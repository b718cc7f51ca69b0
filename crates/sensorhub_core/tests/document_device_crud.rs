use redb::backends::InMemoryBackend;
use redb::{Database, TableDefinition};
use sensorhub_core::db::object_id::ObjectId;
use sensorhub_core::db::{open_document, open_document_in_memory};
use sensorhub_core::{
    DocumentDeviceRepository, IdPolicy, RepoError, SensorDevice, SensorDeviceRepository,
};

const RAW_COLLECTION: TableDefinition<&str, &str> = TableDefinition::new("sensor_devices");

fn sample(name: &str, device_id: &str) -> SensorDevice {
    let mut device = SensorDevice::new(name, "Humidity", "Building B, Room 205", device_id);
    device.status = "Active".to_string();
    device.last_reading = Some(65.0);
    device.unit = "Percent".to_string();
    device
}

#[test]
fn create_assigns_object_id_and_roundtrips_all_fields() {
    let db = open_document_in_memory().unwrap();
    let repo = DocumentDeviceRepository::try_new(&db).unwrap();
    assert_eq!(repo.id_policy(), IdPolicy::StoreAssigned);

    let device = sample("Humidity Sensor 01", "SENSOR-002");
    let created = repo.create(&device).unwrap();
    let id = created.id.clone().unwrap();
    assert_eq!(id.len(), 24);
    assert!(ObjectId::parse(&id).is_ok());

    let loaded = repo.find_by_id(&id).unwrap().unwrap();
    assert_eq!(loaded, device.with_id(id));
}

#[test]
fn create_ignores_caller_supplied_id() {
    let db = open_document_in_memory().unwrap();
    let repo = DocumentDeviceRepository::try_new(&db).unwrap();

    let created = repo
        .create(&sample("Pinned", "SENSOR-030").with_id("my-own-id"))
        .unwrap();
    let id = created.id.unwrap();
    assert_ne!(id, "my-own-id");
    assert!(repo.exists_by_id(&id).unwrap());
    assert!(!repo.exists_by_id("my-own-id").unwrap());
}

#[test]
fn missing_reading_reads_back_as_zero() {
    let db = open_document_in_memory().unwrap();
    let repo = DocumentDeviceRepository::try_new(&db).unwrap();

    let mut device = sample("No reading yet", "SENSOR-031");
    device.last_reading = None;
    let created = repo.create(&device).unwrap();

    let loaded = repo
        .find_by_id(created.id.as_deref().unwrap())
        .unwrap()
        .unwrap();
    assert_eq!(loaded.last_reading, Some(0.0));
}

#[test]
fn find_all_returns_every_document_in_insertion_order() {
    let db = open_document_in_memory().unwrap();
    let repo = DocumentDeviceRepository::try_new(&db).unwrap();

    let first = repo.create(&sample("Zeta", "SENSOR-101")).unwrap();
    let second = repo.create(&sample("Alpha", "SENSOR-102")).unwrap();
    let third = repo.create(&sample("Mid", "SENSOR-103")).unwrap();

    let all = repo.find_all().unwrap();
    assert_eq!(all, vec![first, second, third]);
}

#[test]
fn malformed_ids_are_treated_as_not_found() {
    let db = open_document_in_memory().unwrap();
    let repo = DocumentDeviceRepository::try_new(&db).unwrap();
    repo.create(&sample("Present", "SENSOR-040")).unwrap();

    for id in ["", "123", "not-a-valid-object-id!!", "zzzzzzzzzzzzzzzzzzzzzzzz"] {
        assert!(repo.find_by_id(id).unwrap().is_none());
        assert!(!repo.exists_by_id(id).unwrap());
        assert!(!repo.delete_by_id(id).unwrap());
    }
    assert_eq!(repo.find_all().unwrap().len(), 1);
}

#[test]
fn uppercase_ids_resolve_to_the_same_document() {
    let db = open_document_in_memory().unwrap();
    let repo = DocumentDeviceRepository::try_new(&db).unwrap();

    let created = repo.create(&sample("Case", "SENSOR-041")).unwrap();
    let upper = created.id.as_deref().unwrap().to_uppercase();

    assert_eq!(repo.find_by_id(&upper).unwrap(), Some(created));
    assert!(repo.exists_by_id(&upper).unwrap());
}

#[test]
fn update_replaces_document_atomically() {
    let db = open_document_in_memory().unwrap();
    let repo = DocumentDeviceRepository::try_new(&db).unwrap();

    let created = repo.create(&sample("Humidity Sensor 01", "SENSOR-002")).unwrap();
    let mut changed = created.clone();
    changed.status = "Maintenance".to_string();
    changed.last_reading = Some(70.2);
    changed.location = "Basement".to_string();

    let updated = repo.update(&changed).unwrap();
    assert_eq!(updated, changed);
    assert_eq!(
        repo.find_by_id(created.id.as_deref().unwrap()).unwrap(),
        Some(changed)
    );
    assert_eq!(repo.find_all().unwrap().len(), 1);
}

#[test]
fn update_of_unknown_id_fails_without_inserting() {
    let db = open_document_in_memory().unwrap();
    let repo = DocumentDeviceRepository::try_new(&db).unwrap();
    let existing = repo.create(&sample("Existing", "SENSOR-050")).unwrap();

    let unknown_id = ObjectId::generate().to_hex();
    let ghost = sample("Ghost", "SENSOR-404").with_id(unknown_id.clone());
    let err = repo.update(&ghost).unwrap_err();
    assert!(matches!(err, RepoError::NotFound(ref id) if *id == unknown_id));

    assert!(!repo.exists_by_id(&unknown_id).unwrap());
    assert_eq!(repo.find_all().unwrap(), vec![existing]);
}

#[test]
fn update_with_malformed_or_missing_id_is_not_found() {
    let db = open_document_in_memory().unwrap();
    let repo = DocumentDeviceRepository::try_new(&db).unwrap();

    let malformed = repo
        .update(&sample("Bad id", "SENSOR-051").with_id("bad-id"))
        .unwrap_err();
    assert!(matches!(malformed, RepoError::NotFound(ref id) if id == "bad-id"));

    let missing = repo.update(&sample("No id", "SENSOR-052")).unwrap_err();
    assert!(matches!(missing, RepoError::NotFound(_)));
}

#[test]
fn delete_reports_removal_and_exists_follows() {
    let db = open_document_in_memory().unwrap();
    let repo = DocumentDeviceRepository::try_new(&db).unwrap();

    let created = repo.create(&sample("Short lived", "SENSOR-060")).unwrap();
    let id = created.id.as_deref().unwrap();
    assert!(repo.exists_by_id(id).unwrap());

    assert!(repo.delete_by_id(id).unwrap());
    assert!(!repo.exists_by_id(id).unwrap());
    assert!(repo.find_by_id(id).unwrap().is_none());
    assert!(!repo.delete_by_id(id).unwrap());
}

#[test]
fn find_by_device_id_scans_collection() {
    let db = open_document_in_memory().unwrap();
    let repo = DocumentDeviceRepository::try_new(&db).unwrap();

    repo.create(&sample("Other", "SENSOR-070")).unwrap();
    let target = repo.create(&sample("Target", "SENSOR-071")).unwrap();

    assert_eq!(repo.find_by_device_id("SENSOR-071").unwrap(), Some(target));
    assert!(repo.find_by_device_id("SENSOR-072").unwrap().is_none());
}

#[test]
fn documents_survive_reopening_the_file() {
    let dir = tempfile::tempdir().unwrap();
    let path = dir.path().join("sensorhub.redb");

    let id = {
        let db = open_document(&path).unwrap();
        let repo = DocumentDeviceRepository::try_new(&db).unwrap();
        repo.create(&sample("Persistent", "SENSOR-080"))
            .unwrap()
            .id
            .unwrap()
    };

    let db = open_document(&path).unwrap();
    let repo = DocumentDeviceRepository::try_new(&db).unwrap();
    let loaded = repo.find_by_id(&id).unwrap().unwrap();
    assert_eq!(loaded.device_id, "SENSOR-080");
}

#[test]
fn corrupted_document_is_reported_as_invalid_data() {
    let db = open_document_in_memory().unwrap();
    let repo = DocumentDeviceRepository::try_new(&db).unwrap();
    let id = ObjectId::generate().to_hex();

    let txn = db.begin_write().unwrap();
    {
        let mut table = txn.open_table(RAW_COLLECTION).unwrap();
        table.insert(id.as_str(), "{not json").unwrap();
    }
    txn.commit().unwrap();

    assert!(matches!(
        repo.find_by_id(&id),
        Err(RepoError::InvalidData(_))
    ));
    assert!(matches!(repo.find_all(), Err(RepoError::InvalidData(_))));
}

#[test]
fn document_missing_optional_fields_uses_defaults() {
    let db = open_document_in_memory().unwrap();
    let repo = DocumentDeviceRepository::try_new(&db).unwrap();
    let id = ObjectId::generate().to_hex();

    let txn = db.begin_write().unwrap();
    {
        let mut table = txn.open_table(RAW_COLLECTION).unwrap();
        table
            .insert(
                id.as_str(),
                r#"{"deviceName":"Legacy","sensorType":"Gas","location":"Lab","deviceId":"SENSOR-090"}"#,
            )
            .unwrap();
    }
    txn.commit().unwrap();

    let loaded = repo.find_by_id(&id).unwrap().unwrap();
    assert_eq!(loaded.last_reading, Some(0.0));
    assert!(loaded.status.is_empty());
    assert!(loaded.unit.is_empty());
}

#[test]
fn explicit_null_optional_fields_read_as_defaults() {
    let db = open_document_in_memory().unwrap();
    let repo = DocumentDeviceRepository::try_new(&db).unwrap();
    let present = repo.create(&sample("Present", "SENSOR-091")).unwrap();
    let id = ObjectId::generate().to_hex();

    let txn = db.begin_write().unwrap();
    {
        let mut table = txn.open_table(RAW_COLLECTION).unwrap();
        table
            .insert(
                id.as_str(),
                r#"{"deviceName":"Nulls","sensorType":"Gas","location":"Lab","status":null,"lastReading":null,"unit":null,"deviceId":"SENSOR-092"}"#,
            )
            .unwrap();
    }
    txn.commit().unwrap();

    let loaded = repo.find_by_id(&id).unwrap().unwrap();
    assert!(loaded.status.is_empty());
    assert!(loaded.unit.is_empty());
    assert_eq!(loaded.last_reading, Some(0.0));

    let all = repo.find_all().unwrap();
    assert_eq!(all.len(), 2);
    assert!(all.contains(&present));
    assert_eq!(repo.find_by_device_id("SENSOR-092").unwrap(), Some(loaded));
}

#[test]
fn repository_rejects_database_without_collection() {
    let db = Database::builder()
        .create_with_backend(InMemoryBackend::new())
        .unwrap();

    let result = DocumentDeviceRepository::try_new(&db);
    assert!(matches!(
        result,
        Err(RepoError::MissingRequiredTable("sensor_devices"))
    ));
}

# # # # # # #

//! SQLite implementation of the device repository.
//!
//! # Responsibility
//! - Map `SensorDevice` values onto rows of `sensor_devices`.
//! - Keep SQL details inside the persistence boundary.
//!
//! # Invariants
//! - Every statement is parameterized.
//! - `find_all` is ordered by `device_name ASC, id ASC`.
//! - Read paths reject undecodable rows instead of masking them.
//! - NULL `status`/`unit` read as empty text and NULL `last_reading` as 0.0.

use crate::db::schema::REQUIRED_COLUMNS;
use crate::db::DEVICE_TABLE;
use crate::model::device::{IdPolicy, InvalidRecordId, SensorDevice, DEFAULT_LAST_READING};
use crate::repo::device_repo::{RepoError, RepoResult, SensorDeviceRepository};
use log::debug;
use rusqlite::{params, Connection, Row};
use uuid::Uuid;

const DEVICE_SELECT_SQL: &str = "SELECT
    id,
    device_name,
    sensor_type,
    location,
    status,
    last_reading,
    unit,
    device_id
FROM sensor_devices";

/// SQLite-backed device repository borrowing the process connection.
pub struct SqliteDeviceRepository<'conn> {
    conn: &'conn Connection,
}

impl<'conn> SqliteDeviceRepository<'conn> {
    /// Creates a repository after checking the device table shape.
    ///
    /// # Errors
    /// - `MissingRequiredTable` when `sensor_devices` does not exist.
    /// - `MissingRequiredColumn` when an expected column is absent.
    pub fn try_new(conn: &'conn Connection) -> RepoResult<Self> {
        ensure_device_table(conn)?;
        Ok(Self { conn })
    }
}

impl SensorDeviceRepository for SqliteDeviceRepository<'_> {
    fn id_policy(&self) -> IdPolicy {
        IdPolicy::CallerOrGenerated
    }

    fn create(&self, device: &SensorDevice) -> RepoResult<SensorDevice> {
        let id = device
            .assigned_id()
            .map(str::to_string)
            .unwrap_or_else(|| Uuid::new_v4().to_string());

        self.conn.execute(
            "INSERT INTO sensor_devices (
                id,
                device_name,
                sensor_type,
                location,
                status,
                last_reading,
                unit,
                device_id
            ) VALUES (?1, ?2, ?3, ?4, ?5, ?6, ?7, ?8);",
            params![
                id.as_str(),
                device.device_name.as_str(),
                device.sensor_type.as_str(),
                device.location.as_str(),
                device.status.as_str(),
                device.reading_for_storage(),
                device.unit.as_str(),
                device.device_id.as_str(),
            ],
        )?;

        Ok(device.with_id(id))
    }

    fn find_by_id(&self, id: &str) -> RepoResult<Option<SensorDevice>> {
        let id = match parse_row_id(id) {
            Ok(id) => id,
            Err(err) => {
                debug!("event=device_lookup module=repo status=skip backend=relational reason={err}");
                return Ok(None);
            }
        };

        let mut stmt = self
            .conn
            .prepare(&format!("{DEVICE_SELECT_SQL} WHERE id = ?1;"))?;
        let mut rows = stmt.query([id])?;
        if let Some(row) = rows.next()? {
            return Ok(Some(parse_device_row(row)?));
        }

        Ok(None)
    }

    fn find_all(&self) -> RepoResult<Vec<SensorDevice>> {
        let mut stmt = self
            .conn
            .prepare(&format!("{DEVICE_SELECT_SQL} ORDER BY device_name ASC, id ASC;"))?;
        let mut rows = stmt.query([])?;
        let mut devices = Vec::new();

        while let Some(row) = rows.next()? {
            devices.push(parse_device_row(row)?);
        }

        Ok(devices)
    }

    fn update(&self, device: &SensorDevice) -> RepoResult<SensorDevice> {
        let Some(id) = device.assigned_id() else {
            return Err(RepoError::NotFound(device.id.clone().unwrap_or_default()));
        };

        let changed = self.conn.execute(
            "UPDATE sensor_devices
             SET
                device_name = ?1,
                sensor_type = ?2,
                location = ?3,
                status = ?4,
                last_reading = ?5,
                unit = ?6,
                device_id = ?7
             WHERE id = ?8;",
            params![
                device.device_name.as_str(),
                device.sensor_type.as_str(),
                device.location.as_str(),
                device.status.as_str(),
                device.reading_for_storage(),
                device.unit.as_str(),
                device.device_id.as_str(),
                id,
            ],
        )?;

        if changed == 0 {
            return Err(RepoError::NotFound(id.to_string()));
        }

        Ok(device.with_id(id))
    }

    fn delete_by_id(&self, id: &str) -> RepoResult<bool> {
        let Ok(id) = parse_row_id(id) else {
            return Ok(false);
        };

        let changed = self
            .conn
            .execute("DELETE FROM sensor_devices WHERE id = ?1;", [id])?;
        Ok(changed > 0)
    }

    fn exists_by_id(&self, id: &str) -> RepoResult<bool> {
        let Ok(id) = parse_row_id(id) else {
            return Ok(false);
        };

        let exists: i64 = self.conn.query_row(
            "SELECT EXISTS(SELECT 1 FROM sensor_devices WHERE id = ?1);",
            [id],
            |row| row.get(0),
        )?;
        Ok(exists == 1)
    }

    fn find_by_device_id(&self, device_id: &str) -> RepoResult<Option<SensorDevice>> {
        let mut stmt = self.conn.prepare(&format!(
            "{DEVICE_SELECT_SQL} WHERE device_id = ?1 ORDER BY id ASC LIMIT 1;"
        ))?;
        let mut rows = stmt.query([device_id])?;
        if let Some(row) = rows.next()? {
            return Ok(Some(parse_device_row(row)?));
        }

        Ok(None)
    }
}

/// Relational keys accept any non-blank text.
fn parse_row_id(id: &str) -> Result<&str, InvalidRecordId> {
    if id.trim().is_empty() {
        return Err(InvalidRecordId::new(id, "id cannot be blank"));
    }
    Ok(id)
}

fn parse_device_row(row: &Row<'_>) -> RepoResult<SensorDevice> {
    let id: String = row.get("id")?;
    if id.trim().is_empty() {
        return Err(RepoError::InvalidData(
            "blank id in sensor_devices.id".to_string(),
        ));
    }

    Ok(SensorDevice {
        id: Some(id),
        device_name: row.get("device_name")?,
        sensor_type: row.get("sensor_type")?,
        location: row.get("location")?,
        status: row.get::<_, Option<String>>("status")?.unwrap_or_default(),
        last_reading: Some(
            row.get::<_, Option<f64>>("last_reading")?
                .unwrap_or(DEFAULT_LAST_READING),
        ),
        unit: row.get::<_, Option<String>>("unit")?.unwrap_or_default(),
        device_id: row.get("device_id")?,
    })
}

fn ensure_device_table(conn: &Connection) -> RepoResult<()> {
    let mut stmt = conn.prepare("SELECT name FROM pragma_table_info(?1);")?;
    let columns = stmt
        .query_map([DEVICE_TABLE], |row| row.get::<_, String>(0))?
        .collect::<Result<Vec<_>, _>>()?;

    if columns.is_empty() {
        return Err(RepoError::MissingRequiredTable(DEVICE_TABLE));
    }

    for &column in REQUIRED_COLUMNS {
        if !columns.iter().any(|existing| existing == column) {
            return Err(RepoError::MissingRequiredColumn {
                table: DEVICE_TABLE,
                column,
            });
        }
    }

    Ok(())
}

# # # # # # #

_Task prompt_
Where a line above includes "MissingRequiredTable", copy that line.

_Output for this exercise_
        Err(RepoError::MissingRequiredTable("sensor_devices"))
    /// - `MissingRequiredTable` when `sensor_devices` does not exist.
        return Err(RepoError::MissingRequiredTable(DEVICE_TABLE));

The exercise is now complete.